### [Exercise objective]
Go through the entries below and print, exactly, the lines starting at the one with "pub fn stats(&self)" and ending at the one with "assert_eq!(engine.count(), 2);", keeping both ends and no others.

### [Supplied material]
== Segment start ==

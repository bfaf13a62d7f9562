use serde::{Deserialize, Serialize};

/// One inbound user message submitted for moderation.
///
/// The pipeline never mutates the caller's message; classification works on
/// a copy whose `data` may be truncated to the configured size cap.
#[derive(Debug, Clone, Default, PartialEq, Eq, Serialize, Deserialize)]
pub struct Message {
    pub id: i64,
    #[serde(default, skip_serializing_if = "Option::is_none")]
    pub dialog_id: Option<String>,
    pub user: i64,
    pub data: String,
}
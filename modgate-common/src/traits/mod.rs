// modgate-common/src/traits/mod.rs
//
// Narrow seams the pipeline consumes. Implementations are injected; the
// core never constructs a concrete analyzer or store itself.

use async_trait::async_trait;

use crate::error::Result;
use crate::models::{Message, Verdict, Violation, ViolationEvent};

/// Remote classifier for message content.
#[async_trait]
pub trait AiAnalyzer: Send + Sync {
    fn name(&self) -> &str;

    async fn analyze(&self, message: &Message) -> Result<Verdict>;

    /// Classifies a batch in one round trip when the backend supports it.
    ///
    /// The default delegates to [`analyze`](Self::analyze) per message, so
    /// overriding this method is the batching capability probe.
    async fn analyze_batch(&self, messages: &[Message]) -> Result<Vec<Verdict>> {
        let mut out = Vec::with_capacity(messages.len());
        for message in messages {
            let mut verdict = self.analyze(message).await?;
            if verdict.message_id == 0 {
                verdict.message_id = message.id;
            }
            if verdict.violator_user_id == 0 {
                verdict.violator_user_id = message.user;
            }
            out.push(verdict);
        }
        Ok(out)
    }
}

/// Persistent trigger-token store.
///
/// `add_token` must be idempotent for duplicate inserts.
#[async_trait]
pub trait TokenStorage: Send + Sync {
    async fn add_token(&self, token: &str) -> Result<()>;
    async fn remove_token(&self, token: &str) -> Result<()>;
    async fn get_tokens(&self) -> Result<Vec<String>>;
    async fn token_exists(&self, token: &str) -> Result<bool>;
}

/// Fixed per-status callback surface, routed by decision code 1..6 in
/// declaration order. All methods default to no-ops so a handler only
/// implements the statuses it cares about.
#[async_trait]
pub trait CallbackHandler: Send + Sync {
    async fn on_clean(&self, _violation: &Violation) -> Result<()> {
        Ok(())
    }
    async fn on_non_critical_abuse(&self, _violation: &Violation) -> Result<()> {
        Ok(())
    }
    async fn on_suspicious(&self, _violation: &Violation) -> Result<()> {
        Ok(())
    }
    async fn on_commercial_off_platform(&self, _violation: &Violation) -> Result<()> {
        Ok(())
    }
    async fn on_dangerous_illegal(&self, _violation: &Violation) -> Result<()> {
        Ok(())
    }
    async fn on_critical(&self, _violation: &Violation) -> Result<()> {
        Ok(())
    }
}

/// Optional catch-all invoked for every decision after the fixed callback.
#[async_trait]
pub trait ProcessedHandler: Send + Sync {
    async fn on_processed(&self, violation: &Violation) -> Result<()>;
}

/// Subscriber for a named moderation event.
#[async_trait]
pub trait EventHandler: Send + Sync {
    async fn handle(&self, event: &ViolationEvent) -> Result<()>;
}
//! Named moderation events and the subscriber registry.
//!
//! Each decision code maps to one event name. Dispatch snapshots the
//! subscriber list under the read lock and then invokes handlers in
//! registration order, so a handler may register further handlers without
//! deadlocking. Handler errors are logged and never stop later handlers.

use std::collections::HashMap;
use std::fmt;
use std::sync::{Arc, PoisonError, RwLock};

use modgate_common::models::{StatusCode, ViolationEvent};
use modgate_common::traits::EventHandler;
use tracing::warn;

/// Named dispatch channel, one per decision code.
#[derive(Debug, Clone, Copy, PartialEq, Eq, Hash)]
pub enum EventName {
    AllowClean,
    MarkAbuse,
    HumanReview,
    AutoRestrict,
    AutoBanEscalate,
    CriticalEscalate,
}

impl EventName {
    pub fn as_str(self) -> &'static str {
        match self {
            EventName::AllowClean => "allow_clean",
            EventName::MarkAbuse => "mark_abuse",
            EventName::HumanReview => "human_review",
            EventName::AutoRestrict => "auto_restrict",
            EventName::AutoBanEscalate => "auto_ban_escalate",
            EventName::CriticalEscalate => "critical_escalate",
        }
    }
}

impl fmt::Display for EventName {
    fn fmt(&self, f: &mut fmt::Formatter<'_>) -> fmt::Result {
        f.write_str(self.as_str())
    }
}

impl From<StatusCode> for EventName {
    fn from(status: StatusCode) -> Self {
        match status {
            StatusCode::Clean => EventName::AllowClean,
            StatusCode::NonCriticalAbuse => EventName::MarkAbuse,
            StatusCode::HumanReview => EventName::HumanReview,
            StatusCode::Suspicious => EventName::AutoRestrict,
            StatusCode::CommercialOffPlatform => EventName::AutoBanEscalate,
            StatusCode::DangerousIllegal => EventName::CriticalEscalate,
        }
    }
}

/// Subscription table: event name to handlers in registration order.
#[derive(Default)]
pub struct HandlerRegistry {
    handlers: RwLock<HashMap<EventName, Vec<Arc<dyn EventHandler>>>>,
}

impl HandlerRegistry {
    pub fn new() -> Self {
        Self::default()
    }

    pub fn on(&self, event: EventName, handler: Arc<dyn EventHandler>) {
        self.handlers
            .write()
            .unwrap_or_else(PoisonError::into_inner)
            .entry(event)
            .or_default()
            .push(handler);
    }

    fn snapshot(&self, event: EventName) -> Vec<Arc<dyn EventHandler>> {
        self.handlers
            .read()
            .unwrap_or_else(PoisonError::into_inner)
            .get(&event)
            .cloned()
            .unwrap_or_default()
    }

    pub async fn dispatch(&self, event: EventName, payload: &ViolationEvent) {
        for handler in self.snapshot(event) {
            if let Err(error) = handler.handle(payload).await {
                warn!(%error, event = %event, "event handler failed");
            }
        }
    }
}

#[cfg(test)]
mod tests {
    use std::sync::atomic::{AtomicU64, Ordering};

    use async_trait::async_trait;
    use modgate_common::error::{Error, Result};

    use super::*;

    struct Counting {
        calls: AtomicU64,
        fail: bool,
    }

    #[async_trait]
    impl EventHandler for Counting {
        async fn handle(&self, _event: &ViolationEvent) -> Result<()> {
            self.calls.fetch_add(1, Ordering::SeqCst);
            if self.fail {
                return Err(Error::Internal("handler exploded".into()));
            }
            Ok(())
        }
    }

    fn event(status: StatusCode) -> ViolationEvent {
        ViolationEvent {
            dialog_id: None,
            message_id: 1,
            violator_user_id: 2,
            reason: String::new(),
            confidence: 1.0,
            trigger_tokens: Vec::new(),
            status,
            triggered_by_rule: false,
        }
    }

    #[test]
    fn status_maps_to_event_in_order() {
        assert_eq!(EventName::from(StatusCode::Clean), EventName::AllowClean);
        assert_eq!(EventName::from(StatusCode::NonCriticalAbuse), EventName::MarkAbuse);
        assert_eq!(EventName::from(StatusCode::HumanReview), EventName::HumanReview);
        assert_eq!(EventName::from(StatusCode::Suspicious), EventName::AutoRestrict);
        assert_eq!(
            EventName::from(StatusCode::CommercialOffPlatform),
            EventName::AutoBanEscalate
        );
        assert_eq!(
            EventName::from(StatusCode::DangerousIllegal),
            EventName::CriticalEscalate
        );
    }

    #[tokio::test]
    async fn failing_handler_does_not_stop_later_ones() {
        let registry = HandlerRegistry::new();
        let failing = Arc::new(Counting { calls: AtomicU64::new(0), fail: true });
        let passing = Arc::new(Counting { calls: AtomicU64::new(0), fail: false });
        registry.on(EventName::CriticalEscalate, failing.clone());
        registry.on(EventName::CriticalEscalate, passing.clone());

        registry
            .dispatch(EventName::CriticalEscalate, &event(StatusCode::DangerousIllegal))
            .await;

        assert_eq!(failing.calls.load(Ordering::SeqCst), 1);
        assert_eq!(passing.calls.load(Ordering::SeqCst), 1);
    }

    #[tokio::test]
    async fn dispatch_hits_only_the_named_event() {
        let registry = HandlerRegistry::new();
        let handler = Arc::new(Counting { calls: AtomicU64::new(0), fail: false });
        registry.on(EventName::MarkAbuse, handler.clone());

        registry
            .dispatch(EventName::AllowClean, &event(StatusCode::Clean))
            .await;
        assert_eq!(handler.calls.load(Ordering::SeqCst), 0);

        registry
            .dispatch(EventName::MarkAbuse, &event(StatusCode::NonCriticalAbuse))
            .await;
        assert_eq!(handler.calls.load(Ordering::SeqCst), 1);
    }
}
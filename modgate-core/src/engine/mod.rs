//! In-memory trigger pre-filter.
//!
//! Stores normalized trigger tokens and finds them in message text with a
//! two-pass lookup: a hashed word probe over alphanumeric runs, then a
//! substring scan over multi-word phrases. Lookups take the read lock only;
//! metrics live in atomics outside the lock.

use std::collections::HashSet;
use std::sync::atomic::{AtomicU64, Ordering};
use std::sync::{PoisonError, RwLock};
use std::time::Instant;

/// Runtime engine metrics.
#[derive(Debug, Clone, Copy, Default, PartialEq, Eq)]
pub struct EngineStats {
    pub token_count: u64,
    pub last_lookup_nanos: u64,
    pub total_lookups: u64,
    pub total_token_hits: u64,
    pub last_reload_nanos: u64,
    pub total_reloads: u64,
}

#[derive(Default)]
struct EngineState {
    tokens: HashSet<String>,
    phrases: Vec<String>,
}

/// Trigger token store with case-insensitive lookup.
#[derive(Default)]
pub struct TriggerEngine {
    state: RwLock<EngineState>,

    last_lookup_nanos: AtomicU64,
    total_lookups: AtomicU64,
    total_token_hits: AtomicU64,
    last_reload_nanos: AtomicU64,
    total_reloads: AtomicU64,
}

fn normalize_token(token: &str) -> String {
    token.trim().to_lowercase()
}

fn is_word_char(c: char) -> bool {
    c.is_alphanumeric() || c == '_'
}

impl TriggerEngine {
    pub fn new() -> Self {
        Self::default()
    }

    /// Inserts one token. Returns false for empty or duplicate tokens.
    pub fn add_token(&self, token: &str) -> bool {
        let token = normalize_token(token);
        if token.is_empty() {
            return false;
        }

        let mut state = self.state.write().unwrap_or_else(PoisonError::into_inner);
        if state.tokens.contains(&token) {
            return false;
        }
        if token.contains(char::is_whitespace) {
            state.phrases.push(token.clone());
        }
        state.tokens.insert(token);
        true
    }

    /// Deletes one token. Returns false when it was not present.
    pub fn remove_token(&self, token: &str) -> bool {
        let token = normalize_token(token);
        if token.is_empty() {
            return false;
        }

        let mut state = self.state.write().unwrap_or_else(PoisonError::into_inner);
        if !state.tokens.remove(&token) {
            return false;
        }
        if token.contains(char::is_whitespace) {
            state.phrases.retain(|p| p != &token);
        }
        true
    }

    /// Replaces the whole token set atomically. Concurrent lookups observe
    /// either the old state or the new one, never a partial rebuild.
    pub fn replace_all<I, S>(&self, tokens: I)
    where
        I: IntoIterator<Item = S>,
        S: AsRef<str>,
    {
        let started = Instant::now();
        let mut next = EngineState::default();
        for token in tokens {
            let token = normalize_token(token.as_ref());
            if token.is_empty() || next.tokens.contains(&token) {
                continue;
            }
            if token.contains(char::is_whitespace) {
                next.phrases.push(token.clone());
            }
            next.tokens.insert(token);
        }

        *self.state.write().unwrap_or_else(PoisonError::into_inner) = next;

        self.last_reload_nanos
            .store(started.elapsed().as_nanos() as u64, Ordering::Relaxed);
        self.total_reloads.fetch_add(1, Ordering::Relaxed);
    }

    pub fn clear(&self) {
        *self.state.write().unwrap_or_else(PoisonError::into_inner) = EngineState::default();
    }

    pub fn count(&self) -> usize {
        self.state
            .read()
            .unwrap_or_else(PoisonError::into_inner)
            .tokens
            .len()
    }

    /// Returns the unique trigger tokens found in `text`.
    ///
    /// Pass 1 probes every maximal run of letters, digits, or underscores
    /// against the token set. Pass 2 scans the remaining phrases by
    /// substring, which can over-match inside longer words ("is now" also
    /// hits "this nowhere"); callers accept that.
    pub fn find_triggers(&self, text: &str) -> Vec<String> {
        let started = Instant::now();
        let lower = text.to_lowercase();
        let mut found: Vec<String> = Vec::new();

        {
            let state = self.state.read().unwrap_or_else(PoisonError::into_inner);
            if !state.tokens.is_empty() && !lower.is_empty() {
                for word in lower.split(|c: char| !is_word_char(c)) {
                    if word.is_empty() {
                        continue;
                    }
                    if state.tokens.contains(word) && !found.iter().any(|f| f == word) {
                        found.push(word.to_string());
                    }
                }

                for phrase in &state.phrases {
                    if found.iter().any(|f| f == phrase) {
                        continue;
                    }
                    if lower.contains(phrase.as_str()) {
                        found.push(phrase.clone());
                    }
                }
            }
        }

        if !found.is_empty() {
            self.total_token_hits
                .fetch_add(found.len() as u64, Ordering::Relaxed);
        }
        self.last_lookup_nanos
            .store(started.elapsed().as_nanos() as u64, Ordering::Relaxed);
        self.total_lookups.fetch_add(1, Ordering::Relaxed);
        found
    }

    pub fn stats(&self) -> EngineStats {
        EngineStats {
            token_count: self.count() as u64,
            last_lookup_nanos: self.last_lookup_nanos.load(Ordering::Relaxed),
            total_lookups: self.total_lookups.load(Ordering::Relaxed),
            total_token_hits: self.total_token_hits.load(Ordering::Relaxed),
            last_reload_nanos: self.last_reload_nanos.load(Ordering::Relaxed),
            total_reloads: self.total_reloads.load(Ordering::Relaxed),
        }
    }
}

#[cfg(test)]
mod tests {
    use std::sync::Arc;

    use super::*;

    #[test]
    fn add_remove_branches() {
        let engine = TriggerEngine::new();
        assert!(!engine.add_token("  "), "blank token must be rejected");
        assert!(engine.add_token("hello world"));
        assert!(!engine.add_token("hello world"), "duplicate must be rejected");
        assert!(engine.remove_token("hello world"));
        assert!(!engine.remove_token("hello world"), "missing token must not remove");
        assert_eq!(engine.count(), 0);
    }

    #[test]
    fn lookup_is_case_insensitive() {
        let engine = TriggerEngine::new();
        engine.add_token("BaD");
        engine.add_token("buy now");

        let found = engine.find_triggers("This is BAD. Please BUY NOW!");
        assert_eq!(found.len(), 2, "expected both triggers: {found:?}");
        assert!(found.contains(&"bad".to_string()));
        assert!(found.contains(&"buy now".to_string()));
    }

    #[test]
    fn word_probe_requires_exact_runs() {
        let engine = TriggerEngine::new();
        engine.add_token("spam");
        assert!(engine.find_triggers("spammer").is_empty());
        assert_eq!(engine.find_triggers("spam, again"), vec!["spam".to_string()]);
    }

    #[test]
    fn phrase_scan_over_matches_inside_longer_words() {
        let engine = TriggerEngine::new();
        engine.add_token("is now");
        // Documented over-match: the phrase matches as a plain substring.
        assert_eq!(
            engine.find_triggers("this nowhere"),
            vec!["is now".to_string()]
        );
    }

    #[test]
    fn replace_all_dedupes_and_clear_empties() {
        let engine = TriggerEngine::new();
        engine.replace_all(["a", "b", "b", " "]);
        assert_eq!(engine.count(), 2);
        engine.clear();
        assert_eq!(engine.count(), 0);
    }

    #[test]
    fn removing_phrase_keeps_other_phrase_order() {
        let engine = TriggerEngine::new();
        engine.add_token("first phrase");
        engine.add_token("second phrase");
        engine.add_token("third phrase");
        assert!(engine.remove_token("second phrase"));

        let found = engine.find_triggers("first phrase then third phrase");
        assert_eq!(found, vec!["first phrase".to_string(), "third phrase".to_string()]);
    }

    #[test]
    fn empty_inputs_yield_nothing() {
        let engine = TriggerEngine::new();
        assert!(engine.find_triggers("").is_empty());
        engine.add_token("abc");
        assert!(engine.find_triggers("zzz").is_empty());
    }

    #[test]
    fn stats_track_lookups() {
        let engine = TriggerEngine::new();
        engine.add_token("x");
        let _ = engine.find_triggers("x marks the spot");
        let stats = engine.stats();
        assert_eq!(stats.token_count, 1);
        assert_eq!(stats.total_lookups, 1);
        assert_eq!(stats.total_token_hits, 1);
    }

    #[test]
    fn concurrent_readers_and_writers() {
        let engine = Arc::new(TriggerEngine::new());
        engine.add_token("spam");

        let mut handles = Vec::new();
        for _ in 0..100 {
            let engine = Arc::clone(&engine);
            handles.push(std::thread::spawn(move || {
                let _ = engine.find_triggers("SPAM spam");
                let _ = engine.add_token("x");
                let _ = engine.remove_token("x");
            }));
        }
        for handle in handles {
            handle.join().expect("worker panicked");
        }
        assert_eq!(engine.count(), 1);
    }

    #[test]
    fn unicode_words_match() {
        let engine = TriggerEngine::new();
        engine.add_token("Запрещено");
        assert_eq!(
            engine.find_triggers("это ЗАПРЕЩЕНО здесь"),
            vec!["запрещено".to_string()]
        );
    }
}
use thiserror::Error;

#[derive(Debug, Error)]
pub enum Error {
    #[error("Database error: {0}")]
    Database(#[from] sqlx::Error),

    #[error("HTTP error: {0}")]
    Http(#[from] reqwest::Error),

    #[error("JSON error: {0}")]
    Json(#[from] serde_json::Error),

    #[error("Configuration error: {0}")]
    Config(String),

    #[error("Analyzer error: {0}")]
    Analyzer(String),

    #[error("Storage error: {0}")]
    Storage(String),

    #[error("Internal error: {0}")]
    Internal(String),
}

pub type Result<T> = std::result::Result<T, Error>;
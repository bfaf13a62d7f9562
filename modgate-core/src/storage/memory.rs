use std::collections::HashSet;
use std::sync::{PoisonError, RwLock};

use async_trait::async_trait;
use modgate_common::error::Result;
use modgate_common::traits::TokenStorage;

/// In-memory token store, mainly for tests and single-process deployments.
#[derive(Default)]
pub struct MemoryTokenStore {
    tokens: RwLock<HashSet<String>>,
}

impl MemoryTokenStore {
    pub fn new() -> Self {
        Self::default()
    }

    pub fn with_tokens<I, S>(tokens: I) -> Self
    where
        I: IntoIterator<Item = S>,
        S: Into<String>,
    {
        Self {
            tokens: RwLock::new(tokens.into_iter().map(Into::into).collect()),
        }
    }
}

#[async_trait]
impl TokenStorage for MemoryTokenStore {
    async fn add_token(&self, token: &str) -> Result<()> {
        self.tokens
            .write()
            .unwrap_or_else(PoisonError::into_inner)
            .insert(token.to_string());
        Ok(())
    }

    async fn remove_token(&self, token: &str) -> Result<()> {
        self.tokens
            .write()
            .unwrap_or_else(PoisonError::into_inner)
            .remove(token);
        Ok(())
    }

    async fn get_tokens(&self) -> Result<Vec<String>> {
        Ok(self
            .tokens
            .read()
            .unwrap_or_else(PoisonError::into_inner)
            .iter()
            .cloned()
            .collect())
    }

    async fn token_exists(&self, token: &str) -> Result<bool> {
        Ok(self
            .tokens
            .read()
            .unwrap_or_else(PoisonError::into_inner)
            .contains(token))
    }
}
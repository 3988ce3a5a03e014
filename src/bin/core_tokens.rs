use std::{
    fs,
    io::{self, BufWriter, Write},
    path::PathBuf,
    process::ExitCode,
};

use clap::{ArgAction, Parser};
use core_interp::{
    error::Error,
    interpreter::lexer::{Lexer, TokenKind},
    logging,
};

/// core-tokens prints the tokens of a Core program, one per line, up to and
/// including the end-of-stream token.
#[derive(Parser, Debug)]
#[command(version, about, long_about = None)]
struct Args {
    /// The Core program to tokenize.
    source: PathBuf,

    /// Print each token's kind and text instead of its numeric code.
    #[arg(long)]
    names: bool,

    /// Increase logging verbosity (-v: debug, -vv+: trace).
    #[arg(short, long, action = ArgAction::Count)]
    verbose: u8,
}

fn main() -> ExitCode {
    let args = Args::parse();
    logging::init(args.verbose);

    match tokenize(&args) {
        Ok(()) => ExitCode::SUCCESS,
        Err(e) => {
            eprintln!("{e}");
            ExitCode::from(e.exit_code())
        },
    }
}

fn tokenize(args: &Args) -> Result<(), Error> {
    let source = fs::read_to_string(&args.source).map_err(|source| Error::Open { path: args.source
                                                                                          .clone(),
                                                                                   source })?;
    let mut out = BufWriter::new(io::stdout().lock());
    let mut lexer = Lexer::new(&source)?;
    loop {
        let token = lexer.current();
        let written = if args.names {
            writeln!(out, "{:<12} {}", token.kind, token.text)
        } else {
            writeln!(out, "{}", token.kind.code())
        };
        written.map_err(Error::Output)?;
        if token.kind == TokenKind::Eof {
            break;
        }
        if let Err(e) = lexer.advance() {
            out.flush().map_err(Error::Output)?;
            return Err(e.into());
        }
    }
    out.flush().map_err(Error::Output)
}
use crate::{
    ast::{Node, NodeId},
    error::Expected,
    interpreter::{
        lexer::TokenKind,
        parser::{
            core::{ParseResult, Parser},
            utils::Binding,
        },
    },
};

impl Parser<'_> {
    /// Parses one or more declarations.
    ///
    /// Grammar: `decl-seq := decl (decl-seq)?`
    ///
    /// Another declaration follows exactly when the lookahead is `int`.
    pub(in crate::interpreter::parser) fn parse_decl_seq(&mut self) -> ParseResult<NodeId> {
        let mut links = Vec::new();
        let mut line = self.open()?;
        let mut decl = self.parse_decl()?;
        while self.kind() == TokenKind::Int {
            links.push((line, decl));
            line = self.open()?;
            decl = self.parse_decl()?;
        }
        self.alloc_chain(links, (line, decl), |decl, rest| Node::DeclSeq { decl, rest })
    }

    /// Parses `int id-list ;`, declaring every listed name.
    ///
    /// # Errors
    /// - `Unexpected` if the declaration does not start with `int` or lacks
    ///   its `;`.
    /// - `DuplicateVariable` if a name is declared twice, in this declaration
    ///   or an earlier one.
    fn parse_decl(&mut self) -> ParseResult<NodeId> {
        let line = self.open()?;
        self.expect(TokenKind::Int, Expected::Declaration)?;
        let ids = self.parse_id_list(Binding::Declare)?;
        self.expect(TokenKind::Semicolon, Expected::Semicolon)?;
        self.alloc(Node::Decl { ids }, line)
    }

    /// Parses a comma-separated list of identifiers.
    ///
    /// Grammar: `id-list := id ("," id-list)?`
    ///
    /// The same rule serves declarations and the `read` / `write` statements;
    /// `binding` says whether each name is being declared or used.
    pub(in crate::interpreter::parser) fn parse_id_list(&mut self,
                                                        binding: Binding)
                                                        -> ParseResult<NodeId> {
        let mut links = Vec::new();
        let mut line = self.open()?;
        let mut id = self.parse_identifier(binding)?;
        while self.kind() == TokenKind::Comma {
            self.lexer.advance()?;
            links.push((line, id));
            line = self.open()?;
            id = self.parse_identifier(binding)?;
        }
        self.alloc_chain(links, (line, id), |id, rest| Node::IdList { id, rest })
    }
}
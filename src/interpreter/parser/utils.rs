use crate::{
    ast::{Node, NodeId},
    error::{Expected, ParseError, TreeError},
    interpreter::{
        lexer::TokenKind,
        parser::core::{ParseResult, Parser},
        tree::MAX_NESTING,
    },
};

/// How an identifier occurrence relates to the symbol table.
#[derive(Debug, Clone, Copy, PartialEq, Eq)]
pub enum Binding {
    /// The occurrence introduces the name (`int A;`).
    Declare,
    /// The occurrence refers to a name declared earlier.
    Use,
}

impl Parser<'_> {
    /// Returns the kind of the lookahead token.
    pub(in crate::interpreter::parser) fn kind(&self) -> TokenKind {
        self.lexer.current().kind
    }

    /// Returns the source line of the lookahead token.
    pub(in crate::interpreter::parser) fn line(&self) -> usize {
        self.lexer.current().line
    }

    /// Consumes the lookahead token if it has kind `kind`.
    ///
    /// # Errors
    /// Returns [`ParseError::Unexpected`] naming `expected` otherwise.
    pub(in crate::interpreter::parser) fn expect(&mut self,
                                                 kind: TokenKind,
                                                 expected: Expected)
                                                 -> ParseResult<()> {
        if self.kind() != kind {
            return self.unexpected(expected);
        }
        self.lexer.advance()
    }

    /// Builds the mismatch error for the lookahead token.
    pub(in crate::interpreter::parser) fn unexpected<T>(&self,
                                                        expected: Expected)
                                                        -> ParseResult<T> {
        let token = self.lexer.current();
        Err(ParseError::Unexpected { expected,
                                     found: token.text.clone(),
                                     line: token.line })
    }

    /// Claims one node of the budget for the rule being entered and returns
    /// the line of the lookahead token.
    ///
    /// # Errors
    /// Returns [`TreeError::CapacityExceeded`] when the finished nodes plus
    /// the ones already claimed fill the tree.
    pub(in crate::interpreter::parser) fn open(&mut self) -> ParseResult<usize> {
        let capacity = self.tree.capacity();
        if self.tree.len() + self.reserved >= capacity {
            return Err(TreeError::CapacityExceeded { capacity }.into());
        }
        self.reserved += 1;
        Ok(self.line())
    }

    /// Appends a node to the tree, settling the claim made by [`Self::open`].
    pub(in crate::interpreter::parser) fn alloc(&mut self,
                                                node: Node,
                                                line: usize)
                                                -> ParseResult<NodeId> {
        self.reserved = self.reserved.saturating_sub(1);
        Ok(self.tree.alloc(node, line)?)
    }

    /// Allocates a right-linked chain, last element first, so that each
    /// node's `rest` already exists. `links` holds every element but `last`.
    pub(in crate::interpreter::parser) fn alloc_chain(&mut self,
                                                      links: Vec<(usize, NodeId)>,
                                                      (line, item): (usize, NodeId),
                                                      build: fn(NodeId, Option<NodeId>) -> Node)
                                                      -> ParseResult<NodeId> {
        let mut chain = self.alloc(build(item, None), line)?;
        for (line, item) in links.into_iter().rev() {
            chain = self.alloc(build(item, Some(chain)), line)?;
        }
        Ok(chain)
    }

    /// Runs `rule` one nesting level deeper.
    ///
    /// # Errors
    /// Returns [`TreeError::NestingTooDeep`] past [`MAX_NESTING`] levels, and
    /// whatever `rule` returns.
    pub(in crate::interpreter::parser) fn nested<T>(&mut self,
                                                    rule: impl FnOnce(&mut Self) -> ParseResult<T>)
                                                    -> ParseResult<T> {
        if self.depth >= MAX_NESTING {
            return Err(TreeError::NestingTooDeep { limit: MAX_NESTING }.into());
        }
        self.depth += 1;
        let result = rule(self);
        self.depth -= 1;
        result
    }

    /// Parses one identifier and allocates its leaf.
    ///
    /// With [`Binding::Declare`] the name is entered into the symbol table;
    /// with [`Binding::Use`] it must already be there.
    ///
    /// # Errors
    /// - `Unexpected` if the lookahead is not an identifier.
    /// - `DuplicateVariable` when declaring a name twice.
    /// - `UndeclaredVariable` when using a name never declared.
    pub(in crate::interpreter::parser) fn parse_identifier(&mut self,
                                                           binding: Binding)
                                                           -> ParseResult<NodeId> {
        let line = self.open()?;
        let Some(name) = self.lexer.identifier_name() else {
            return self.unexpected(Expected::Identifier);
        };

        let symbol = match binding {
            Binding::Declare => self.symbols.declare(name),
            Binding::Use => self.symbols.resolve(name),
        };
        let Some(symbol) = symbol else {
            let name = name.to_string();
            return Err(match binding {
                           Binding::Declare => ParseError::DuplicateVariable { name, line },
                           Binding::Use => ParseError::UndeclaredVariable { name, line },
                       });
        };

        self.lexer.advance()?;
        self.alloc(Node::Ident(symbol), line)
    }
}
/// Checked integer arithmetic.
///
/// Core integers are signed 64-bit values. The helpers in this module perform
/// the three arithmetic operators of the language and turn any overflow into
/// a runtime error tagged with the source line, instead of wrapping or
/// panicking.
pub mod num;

== Segment end ==

### [Exercise solution]
    pub fn stats(&self) -> EngineStats {
        EngineStats {
            token_count: self.count() as u64,
            last_lookup_nanos: self.last_lookup_nanos.load(Ordering::Relaxed),
            total_lookups: self.total_lookups.load(Ordering::Relaxed),
            total_token_hits: self.total_token_hits.load(Ordering::Relaxed),
            last_reload_nanos: self.last_reload_nanos.load(Ordering::Relaxed),
            total_reloads: self.total_reloads.load(Ordering::Relaxed),
        }
    }
}

#[cfg(test)]
mod tests {
    use std::sync::Arc;

    use super::*;

    #[test]
    fn add_remove_branches() {
        let engine = TriggerEngine::new();
        assert!(!engine.add_token("  "), "blank token must be rejected");
        assert!(engine.add_token("hello world"));
        assert!(!engine.add_token("hello world"), "duplicate must be rejected");
        assert!(engine.remove_token("hello world"));
        assert!(!engine.remove_token("hello world"), "missing token must not remove");
        assert_eq!(engine.count(), 0);
    }

    #[test]
    fn lookup_is_case_insensitive() {
        let engine = TriggerEngine::new();
        engine.add_token("BaD");
        engine.add_token("buy now");

        let found = engine.find_triggers("This is BAD. Please BUY NOW!");
        assert_eq!(found.len(), 2, "expected both triggers: {found:?}");
        assert!(found.contains(&"bad".to_string()));
        assert!(found.contains(&"buy now".to_string()));
    }

    #[test]
    fn word_probe_requires_exact_runs() {
        let engine = TriggerEngine::new();
        engine.add_token("spam");
        assert!(engine.find_triggers("spammer").is_empty());
        assert_eq!(engine.find_triggers("spam, again"), vec!["spam".to_string()]);
    }

    #[test]
    fn phrase_scan_over_matches_inside_longer_words() {
        let engine = TriggerEngine::new();
        engine.add_token("is now");
        // Documented over-match: the phrase matches as a plain substring.
        assert_eq!(
            engine.find_triggers("this nowhere"),
            vec!["is now".to_string()]
        );
    }

    #[test]
    fn replace_all_dedupes_and_clear_empties() {
        let engine = TriggerEngine::new();
        engine.replace_all(["a", "b", "b", " "]);
        assert_eq!(engine.count(), 2);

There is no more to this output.